We are fighting for measures to make medical treatment, ground ambulance services, and health insurance more affordable.
Policies We Are Supporting
There isn’t one solution to fixing our health care system.
That’s why we need a multi-pronged approach.
Increasing Oversight to Lower Health Care Costs
This bill would increase the capacity of the state’s Health Care Cost Transparency Board (the Board) to investigate where our health care dollars are going and take steps to limit excess spending by health care players like hospital chains, investor-backed provider groups, and insurance companies. In the 2023 session, there was significant support for this bill, which passed the House but didn’t pass in the Senate. However, another bill passed that gives the Board rulemaking authority and the final budget allocates funds for more staff to support the Board’s important work.
- Fact sheet
- How profit and self-interest are ruining our health care system, a view from Don Berwick. Salve Lucrum: The Existential Threat of Greed in US Health Care, Journal of the American Medical Association, January 31, 2023.
- Hear how a visit to Providence Everett’s emergency room resulted in a $1,950 bill after insurance. How Nonprofit Hospitals Put Patients Over Profits, The New York Times, The Daily, January 25, 2023.
Improve Ground Ambulance Billing Practices
Washington state prohibits “surprise” balance billing in most scenarios. That is when a patient receives a bill from an out-of-network provider for extra charges that are not covered by insurance. But ground ambulance services are not covered by existing balance billing laws, nor are there any statewide limits on what can be charged. This bill prohibits surprise billing by ground ambulance providers and establishes default payment rates to manage consumer costs.

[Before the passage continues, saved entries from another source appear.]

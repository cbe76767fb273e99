//! Duration Policy Module
//!
//! Resolves how long an auction stays open and how often the sweeper runs.

use std::time::Duration;

use tracing::info;

use crate::config::Config;
use crate::error::DurationParseError;

// == Policy Constants ==
/// Lifetime used when configuration is missing or malformed.
pub const DEFAULT_AUCTION_LIFETIME: Duration = Duration::from_secs(5 * 60);

/// Upper bound on the sweep interval.
pub const MAX_SWEEP_INTERVAL: Duration = Duration::from_secs(60);

/// Lower bound on the sweep interval; tokio intervals reject a zero period.
pub const MIN_SWEEP_INTERVAL: Duration = Duration::from_millis(1);

const NANOS_PER_SEC: u128 = 1_000_000_000;

// == Duration Policy ==
/// Auction lifetime resolved once from configuration.
#[derive(Debug, Clone, Copy, PartialEq, Eq)]
pub struct DurationPolicy {
    lifetime: Duration,
}

impl DurationPolicy {
    /// Resolves the lifetime from `config`.
    ///
    /// Reads the primary key, then the legacy alias. Anything absent or
    /// unparsable yields [`DEFAULT_AUCTION_LIFETIME`]; this never fails.
    pub fn from_config(config: &Config) -> Self {
        let lifetime = match config.lifetime_expr().map(parse_duration) {
            Some(Ok(lifetime)) => lifetime,
            Some(Err(err)) => {
                info!(
                    "Using default auction duration of {:?}: {}",
                    DEFAULT_AUCTION_LIFETIME, err
                );
                DEFAULT_AUCTION_LIFETIME
            }
            None => {
                info!(
                    "Using default auction duration of {:?}",
                    DEFAULT_AUCTION_LIFETIME
                );
                DEFAULT_AUCTION_LIFETIME
            }
        };

        Self { lifetime }
    }

    /// Builds a policy around an already-known lifetime.
    pub fn with_lifetime(lifetime: Duration) -> Self {
        Self { lifetime }
    }

    pub fn lifetime(&self) -> Duration {
        self.lifetime
    }

    /// How often the sweeper should run: half the lifetime, capped at one
    /// minute.
    pub fn sweep_interval(&self) -> Duration {
        (self.lifetime / 2).clamp(MIN_SWEEP_INTERVAL, MAX_SWEEP_INTERVAL)
    }
}

impl Default for DurationPolicy {
    fn default() -> Self {
        Self::with_lifetime(DEFAULT_AUCTION_LIFETIME)
    }
}

// == Parse Duration ==
/// Parses expressions such as `"90s"`, `"10m"` or `"1h30m"`.
///
/// Grammar: one or more `<integer><unit>` tokens with units `ns`, `us`
/// (or `µs`), `ms`, `s`, `m`, `h`. No signs, fractions or whitespace.
pub fn parse_duration(expr: &str) -> Result<Duration, DurationParseError> {
    if expr.is_empty() {
        return Err(DurationParseError::Empty);
    }

    let mut total_nanos: u128 = 0;
    let mut rest = expr;

    while !rest.is_empty() {
        let position = expr.len() - rest.len();
        let digits_end = rest
            .find(|c: char| !c.is_ascii_digit())
            .unwrap_or(rest.len());
        if digits_end == 0 {
            return Err(DurationParseError::MissingNumber(position));
        }

        let value: u64 = rest[..digits_end]
            .parse()
            .map_err(|_| DurationParseError::Overflow)?;
        rest = &rest[digits_end..];

        let unit_end = rest.find(|c: char| c.is_ascii_digit()).unwrap_or(rest.len());
        let unit = &rest[..unit_end];
        let nanos_per_unit: u128 = match unit {
            "" => return Err(DurationParseError::MissingUnit(value)),
            "ns" => 1,
            "us" | "µs" | "μs" => 1_000,
            "ms" => 1_000_000,
            "s" => NANOS_PER_SEC,
            "m" => 60 * NANOS_PER_SEC,
            "h" => 3_600 * NANOS_PER_SEC,
            other => return Err(DurationParseError::UnknownUnit(other.to_string())),
        };
        rest = &rest[unit_end..];

        total_nanos = total_nanos
            .checked_add(u128::from(value) * nanos_per_unit)
            .ok_or(DurationParseError::Overflow)?;
    }

    if total_nanos == 0 {
        return Err(DurationParseError::Zero);
    }

    let secs = u64::try_from(total_nanos / NANOS_PER_SEC).map_err(|_| DurationParseError::Overflow)?;
    let nanos = (total_nanos % NANOS_PER_SEC) as u32;
    Ok(Duration::new(secs, nanos))
}
//! Expiration Sweeper
//!
//! Background task that periodically closes auctions whose lifetime has
//! elapsed.

use std::sync::Arc;

use chrono::{DateTime, TimeDelta, Utc};
use tokio::task::JoinHandle;
use tokio::time::{self, Instant, MissedTickBehavior};
use tokio_util::sync::CancellationToken;
use tracing::{debug, error, info};

use crate::auction::{Clock, DurationPolicy, ExpirationStore};
use crate::tasks::SweepStats;

/// Periodic reconciliation of expired auctions against one store.
///
/// Each tick computes `cutoff = now - lifetime` and asks the store to close
/// every Active auction created at or before it. A failed tick is logged and
/// the next tick acts as the retry.
pub struct ExpirationSweeper {
    store: Arc<dyn ExpirationStore>,
    clock: Arc<dyn Clock>,
    policy: DurationPolicy,
    stats: Arc<SweepStats>,
}

impl ExpirationSweeper {
    pub fn new(
        store: Arc<dyn ExpirationStore>,
        policy: DurationPolicy,
        clock: Arc<dyn Clock>,
    ) -> Self {
        Self {
            store,
            clock,
            policy,
            stats: Arc::new(SweepStats::new()),
        }
    }

    /// Shares an existing stats sink instead of the sweeper's own.
    pub fn with_stats(mut self, stats: Arc<SweepStats>) -> Self {
        self.stats = stats;
        self
    }

    pub fn stats(&self) -> Arc<SweepStats> {
        self.stats.clone()
    }

    /// Spawns [`run`](Self::run) onto the tokio runtime.
    pub fn spawn(self, cancel: CancellationToken) -> JoinHandle<()> {
        tokio::spawn(self.run(cancel))
    }

    /// Ticks until `cancel` fires.
    ///
    /// The interval is fixed from the policy when the loop starts. The first
    /// tick happens one interval after start, ticks never overlap, and
    /// cancellation is only observed between ticks so an in-flight store
    /// update always completes.
    pub async fn run(self, cancel: CancellationToken) {
        let period = self.policy.sweep_interval();
        let mut ticker = time::interval_at(Instant::now() + period, period);
        ticker.set_missed_tick_behavior(MissedTickBehavior::Delay);

        info!(
            "Auction expiration sweeper started: lifetime={:?}, interval={:?}",
            self.policy.lifetime(),
            period
        );

        loop {
            tokio::select! {
                biased;
                _ = cancel.cancelled() => break,
                _ = ticker.tick() => {}
            }

            self.tick().await;
        }

        info!("Auction expiration sweeper stopped");
    }

    // == Tick ==
    async fn tick(&self) {
        let Some(cutoff) = expiry_cutoff(self.clock.now(), self.policy) else {
            debug!("Expiration sweep: lifetime exceeds representable time, nothing to close");
            self.stats.record_success(0);
            return;
        };

        match self.store.close_expired(cutoff).await {
            Ok(closed) => {
                if closed > 0 {
                    info!("Expiration sweep: closed {} expired auctions", closed);
                } else {
                    debug!("Expiration sweep: no expired auctions found");
                }
                self.stats.record_success(closed);
            }
            Err(err) => {
                error!("Error trying to close expired auctions: {}", err);
                self.stats.record_failure();
            }
        }
    }
}

/// `now - lifetime`, or None when that underflows the calendar.
pub fn expiry_cutoff(now: DateTime<Utc>, policy: DurationPolicy) -> Option<DateTime<Utc>> {
    TimeDelta::from_std(policy.lifetime())
        .ok()
        .and_then(|lifetime| now.checked_sub_signed(lifetime))
}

improving Accountability Through Fair Contract Negotiations
This bill would restrict big consolidated health systems from anti-competitive bargaining when they negotiate pay rates, to make sure there’s a level playing field that rewards higher-quality, lower-priced providers. This bill attracted significant media attention and educated lawmakers and the public about the unfair contracting that occurs between insurers and providers. While the bill didn’t pass in the 2023 session, the budget directed the Attorney General and Office of the Insurance Commissioner to study the effectiveness of provider price or rate regulation strategies used in other states.
- Fact sheet
- The lawsuit between Premera and The Everett Clinic shows how some providers force insurers to pay high prices and prompts Northwest Health Law Advocates Senior Attorney and Policy Advisor Emily Brice to ask, “If the courts and insurance companies can’t stop price increases, then who can?” Everett Clinics’ spat with Premera ‘lifts the curtain’ on price increases, The Everett Herald, January 10, 2023.
Preventing anticompetitive mergers
The Keep Our Care Act would improve state advance review of proposed health system mergers and consolidations to ensure that affordable care continues and the needs of marginalized communities are considered. While the bill was ultimately unsuccessful in the 2023 session, a portion of the state budget will be used by the Attorney General and the Office of the Insurance Commissioner to examine policies to address horizontal and vertical integration of health care entities.
- Fact sheet
- How more oversight of health care mergers can improve health care access. Catholic health care restrictions lead WA legislature to eye changes, The Seattle Times, February 6, 2023.
- The causes of high health care costs, a panel moderated by Patient Coalition of Washington Executive Director Jim Freeburg. Consolidation, underlying cost, and a lack of healthy competition contributing to Washington’s rising healthcare costs, State of Reform, January 6, 2023.